From the listing that follows, count the lines including "TurnResult" and give the number alone.
::::
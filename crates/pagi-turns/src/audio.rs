//! Audio capture and playback using CPAL and Rodio
//!
//! Capture pushes fixed-size frames into a session's [`AudioInput`]; playback is a
//! [`PlaybackSink`] that can be cut off mid-sentence when the user barges in.

use crate::engines::{AudioFrame, PlaybackSink};
use crate::error::{TurnError, TurnResult};
use crate::pipeline::AudioInput;
use cpal::traits::{DeviceTrait, HostTrait, StreamTrait};
use cpal::{Device, Stream, StreamConfig};
use rodio::buffer::SamplesBuffer;
use rodio::{OutputStream, OutputStreamHandle, Sink};
use std::sync::{Arc, Mutex, PoisonError};
use std::time::Duration;
use tracing::{info, warn};

/// Audio configuration
#[derive(Debug, Clone)]
pub struct AudioConfig {
    /// Sample rate in Hz (default: 16000)
    pub sample_rate: u32,

    /// Number of channels captured (default: 1). Frames are always downmixed to mono.
    pub channels: u16,

    /// Frame size in samples (default: 480 for 30ms at 16kHz)
    pub frame_samples: usize,
}

impl Default for AudioConfig {
    fn default() -> Self {
        Self {
            sample_rate: 16000,
            channels: 1,
            frame_samples: 480,
        }
    }
}

/// Microphone capture using CPAL
pub struct MicrophoneCapture {
    config: AudioConfig,
    device: Device,
    stream_config: StreamConfig,
}

impl MicrophoneCapture {
    pub fn new(config: AudioConfig) -> TurnResult<Self> {
        info!(
            "🎤 Initializing audio capture ({}Hz, {} channels)",
            config.sample_rate, config.channels
        );

        let device = cpal::default_host()
            .default_input_device()
            .ok_or_else(|| TurnError::AudioDevice("No input device available".to_string()))?;

        info!(
            "📱 Using input device: {}",
            device.name().unwrap_or_else(|_| "Unknown".to_string())
        );

        let stream_config = StreamConfig {
            channels: config.channels,
            sample_rate: cpal::SampleRate(config.sample_rate),
            buffer_size: cpal::BufferSize::Default,
        };

        Ok(Self {
            config,
            device,
            stream_config,
        })
    }

    /// Start capturing into `input`. Keep the returned stream alive for as long as
    /// capture should run; it is not `Send`.
    pub fn start(self, input: AudioInput) -> TurnResult<Stream> {
        info!("▶️ Starting audio capture stream");

        let frame_samples = self.config.frame_samples;
        let channels = usize::from(self.config.channels.max(1));
        let sample_rate = self.config.sample_rate;
        let mut pending = Vec::with_capacity(frame_samples);
        let mut captured: u64 = 0;

        let stream = self
            .device
            .build_input_stream(
                &self.stream_config,
                move |data: &[f32], _: &cpal::InputCallbackInfo| {
                    for chunk in data.chunks(channels) {
                        pending.push(chunk.iter().sum::<f32>() / chunk.len() as f32);
                        if pending.len() >= frame_samples {
                            let timestamp =
                                Duration::from_secs_f64(captured as f64 / sample_rate as f64);
                            captured += pending.len() as u64;
                            let samples = std::mem::replace(
                                &mut pending,
                                Vec::with_capacity(frame_samples),
                            );
                            input.push(AudioFrame::new(samples, sample_rate, timestamp));
                        }
                    }
                },
                move |err| {
                    warn!("Audio stream error: {}", err);
                },
                None,
            )
            .map_err(|e| TurnError::AudioDevice(e.to_string()))?;

        stream
            .play()
            .map_err(|e| TurnError::AudioDevice(e.to_string()))?;

        info!("✅ Audio capture started");
        Ok(stream)
    }

    pub fn list_input_devices() -> TurnResult<Vec<String>> {
        let devices = cpal::default_host()
            .input_devices()
            .map_err(|e| TurnError::AudioDevice(e.to_string()))?;
        Ok(devices.filter_map(|d| d.name().ok()).collect())
    }
}

/// Speaker output through Rodio.
///
/// The output stream lives on a dedicated thread. A stop replaces the sink so the
/// next response starts on an empty queue.
pub struct RodioPlayback {
    handle: OutputStreamHandle,
    sink: Mutex<Arc<Sink>>,
    max_queued: usize,
    // Dropping this releases the output thread.
    _keepalive: std::sync::mpsc::Sender<()>,
}

impl RodioPlayback {
    pub fn new() -> TurnResult<Self> {
        info!("🔊 Initializing audio playback");

        let (ready_tx, ready_rx) = std::sync::mpsc::channel();
        let (keepalive, parked) = std::sync::mpsc::channel::<()>();
        std::thread::Builder::new()
            .name("pagi-playback".to_string())
            .spawn(move || match OutputStream::try_default() {
                Ok((_stream, handle)) => {
                    let _ = ready_tx.send(Ok(handle));
                    // Blocks until the playback handle is dropped.
                    let _ = parked.recv();
                }
                Err(e) => {
                    let _ = ready_tx.send(Err(TurnError::Playback(e.to_string())));
                }
            })
            .map_err(|e| TurnError::Playback(e.to_string()))?;

        let handle = ready_rx
            .recv()
            .map_err(|_| TurnError::Playback("output thread exited".to_string()))??;
        let sink = Sink::try_new(&handle).map_err(|e| TurnError::Playback(e.to_string()))?;

        info!("✅ Audio playback initialized");
        Ok(Self {
            handle,
            sink: Mutex::new(Arc::new(sink)),
            max_queued: 4,
            _keepalive: keepalive,
        })
    }

    fn current(&self) -> Arc<Sink> {
        Arc::clone(&self.sink.lock().unwrap_or_else(PoisonError::into_inner))
    }

    pub fn is_playing(&self) -> bool {
        !self.current().empty()
    }
}

#[async_trait::async_trait]
impl PlaybackSink for RodioPlayback {
    async fn play(&self, frame: AudioFrame) -> TurnResult<()> {
        let sink = self.current();
        let wait = frame.duration().max(Duration::from_millis(5));
        while sink.len() >= self.max_queued {
            tokio::time::sleep(wait).await;
        }
        sink.append(SamplesBuffer::new(1, frame.sample_rate, frame.samples));
        Ok(())
    }

    async fn drain(&self) -> TurnResult<()> {
        let sink = self.current();
        while !sink.empty() {
            tokio::time::sleep(Duration::from_millis(10)).await;
        }
        Ok(())
    }

    fn stop(&self) {
        let mut guard = self.sink.lock().unwrap_or_else(PoisonError::into_inner);
        guard.stop();
        match Sink::try_new(&self.handle) {
            Ok(fresh) => *guard = Arc::new(fresh),
            Err(e) => warn!("⚠️ Could not recreate playback sink: {}", e),
        }
        info!("⏹️ Audio playback stopped");
    }
}

#[cfg(test)]
mod tests {
    use super::*;

    #[test]
    fn test_audio_config_defaults() {
        let config = AudioConfig::default();
        assert_eq!(config.sample_rate, 16000);
        assert_eq!(config.channels, 1);
        assert_eq!(config.frame_samples, 480);
    }

    #[test]
    fn test_list_devices() {
        // May fail in CI environments without audio devices
        if let Ok(devices) = MicrophoneCapture::list_input_devices() {
            println!("Available input devices: {:?}", devices);
        }
    }
}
::::
## [Completed exercise]
7